→ Action item:
Provide only the number of lines in the data below that contain the word "usize".

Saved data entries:

——

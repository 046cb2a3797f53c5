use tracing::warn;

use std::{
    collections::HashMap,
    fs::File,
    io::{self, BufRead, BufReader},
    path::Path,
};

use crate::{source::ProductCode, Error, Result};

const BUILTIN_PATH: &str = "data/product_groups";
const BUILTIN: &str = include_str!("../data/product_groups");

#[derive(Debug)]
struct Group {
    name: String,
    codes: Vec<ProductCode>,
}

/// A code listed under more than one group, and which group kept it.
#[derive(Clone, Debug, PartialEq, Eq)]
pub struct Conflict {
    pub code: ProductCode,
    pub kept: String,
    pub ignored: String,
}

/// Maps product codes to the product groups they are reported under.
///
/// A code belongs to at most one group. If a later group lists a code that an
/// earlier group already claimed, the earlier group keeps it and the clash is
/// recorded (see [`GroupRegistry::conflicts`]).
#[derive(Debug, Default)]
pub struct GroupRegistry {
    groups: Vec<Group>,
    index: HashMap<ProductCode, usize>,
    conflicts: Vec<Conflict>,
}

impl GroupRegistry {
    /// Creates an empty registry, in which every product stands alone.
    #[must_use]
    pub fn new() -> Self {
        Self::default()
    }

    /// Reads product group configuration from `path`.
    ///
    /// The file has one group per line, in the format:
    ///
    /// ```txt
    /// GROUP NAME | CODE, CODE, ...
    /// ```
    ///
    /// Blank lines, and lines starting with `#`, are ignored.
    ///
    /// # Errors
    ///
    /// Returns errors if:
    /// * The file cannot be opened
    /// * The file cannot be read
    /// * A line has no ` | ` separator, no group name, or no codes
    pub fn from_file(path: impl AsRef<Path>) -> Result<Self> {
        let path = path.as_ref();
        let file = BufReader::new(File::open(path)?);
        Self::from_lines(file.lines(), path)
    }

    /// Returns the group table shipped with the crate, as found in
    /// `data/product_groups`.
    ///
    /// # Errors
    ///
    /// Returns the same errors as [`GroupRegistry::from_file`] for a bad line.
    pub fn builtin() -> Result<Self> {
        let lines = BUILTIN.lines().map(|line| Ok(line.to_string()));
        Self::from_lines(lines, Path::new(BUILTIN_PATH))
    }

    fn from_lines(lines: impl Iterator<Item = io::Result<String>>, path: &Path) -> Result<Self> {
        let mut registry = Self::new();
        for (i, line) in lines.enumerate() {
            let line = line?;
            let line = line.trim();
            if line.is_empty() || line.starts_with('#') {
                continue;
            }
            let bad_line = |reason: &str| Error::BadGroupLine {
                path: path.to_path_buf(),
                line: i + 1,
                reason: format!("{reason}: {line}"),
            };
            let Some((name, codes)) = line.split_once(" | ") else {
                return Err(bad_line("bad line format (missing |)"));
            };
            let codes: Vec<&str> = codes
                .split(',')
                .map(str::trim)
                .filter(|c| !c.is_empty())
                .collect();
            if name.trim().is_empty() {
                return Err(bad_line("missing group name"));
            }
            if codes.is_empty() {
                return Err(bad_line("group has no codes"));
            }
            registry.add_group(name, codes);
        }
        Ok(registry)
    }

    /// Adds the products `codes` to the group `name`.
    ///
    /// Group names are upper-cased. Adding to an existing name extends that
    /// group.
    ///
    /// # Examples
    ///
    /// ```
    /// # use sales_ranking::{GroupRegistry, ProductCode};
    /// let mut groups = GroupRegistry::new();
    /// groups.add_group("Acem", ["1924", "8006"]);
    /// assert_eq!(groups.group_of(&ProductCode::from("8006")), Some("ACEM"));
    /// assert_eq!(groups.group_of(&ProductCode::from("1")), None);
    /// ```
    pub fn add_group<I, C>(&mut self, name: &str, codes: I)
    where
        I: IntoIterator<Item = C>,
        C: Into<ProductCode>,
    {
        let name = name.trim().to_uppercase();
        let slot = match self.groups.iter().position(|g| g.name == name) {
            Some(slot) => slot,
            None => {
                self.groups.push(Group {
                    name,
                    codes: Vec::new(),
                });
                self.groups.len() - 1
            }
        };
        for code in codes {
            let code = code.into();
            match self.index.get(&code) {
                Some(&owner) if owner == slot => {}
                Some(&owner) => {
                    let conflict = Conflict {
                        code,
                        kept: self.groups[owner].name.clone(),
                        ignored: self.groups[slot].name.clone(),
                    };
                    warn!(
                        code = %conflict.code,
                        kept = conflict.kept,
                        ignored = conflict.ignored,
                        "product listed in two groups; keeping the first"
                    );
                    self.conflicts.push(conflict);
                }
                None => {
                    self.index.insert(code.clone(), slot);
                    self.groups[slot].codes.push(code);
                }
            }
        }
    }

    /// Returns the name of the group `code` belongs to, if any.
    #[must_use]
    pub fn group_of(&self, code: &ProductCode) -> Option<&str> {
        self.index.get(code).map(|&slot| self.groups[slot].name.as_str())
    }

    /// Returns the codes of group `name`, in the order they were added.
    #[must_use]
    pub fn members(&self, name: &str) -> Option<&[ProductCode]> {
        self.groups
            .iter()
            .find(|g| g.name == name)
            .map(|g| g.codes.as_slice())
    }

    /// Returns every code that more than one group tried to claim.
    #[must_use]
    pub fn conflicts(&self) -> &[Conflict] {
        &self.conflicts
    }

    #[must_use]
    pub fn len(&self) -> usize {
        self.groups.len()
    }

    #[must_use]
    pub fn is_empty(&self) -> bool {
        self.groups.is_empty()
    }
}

——

→ Written answer:
2